裁判例で現れた精神疾患としては、たとえば次のようなものがあります。
- 統合失調症
- 躁うつ病
- 失外套症候群
- 脳組織の障害のための認知症
- アルツハイマー型の認知症
なお、アルツハイマー型の認知症については、見解が分かれるところですが、精神疾患の一つであるとの要素は満たすものの、そのほかの要素を満たすと言えるかが慎重に吟味されているように思われます。
共同生活が営めない程度に症状が重たいこと
これは、症状の程度に関する要素です。
たとえば、統合失調症であっても、症状が軽い、薬で十分に症状を抑えられている、という状況であれば、この要素は満たしません。
他方で、相手方配偶者とコミュニケーションが全く取れないといったレベルにまで達していることは要さない、と理解されています。
回復の見込みがないこと
回復の見込みがないことは、文字通り解せば、「不治」であること、ということになります。不治といえるかは、現在の医学水準において治癒することが期待できない、と考えられるかどうかが一つのメルクマールとなります。
たとえば、一般に、アルコール依存症などは、「不治」との要件を満たさないものと評価され、離婚請求は排斥されるものと理解されます。
また、「不治」の概念も幅があります。
昔は不治の病とされていたものが、現在の医学水準では治癒する、という傷病もあります。将来の医学の発展まで、視野に入れれば「不治」ではないかもしれない、という傷病もあります。同じ傷病に対しても、医師によっても見解が違うかもしれません。
ここでは、臨床的な医師の医学的判断がそのまま裁判官の「認定」となるのではなく(もちろんそのウェイトは重たいが)、裁判官が、現在の医学水準の程度や期待可能性に評価を与え、「回復の見込みがない」か否か、を判断していくことになります。
立証の方法
上記3つの要素を基礎づける事実は、離婚を請求する側が立証していくことになります。
立証の骨となるのは、精神障害にかかる診断書・障碍者手帳認定の基礎となった資料、入院中のカルテ、医師の意見書などです。

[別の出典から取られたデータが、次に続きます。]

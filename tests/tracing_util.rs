use std::io;
use std::sync::{Arc, Mutex};
use tracing_subscriber::fmt::MakeWriter;

/// Captures formatted log output of the current thread for assertions.
pub struct TestTracing {
    buffer: Arc<Mutex<Vec<u8>>>,
    _guard: tracing::subscriber::DefaultGuard,
}

#[derive(Clone)]
struct BufferWriter(Arc<Mutex<Vec<u8>>>);

impl io::Write for BufferWriter {
    fn write(&mut self, buf: &[u8]) -> io::Result<usize> {
        self.0.lock().unwrap().extend_from_slice(buf);
        Ok(buf.len())
    }

    fn flush(&mut self) -> io::Result<()> {
        Ok(())
    }
}

impl<'a> MakeWriter<'a> for BufferWriter {
    type Writer = BufferWriter;

    fn make_writer(&'a self) -> Self::Writer {
        self.clone()
    }
}

impl TestTracing {
    pub fn init() -> Self {
        let buffer = Arc::new(Mutex::new(Vec::new()));
        let subscriber = tracing_subscriber::fmt()
            .with_max_level(tracing::Level::DEBUG)
            .with_ansi(false)
            .with_writer(BufferWriter(Arc::clone(&buffer)))
            .finish();
        let guard = tracing::subscriber::set_default(subscriber);
        Self {
            buffer,
            _guard: guard,
        }
    }

    pub fn logs(&self) -> String {
        String::from_utf8_lossy(&self.buffer.lock().unwrap()).into_owned()
    }
}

併せて、当時者本人らのコミュニケーションの状況(陳述書・尋問など)で、立証を行っていくことになります。
具体的方途論
上記のように、「回復の見込みのない強度の精神病」は、法定離婚原因の一つですが、実は、この要件に基づいて離婚をしようとする場合、もう一つ越えなければならないハードルがあります。そのハードルを課す理論が「具体的方途論」です。
具体的方途論とは
民法770条2項は、「裁判所は、前項第1号から第4号までに掲げる事由がある場合であっても、一切の事情を考慮して婚姻の継続を相当と認めるときは、離婚の請求を棄却することができる。」と定めています。
そして、最高裁判所(昭和33年7月5日判決)は、この民法770条2項に関連して次のように述べています。
民法は単に夫婦の一方が不治の精神病にかかった一事をもって直ちに離婚の訴訟を理由ありとするものと解すべきではなく、たとえかかる場合においても、諸般の事情を考慮し、病者の今後の療養、生活等についてできるかぎりの具体的方途を講じ、ある程度において、前途に、その方途の見込のついた上でなければ、ただちに婚姻関係を廃絶することは不相当と認めて、離婚の請求は許さない法意である」
この最高裁の判断が出された結果、不治の精神病を理由に離婚をするには、離婚に先立って具体的方途を講じ、前途に目途をつける必要がでてきます。これが具体的方途論です。
斟酌事情
この最高裁が出された後、不治の精神病を理由に離婚が成立するか否かを判断するに際しては、①公費による入院加療の可否、➁財産分与の規模・実現の見通し、➂親族による引き受けの可否、➃離婚後の扶養の意思・程度などが斟酌されることとなりました。
「もう離婚をしたら、赤の他人だ、知ったことではない」、という状況の下だと、不治の精神病を理由とする裁判離婚を乗り越えることはできないこととなります。
他方で、最高裁においても、たとえば次のような事情のあった事案で、離婚を認容した原審が維持されています(昭和45年11月24日判決)。
- 離婚を請求した原告が離婚後も可能難易で医療費を負担する旨を表明している
- 離婚を請求した原告には金銭的余裕はない一方で、他方配偶者の実家に一定の資力がある
- 過去の医療費について、原告・被告間で示談が成立している
病者の生活の目途につき、病者側の実家の資力などもケースによっては考慮要素となり得ることなどの点で参考になるケースです。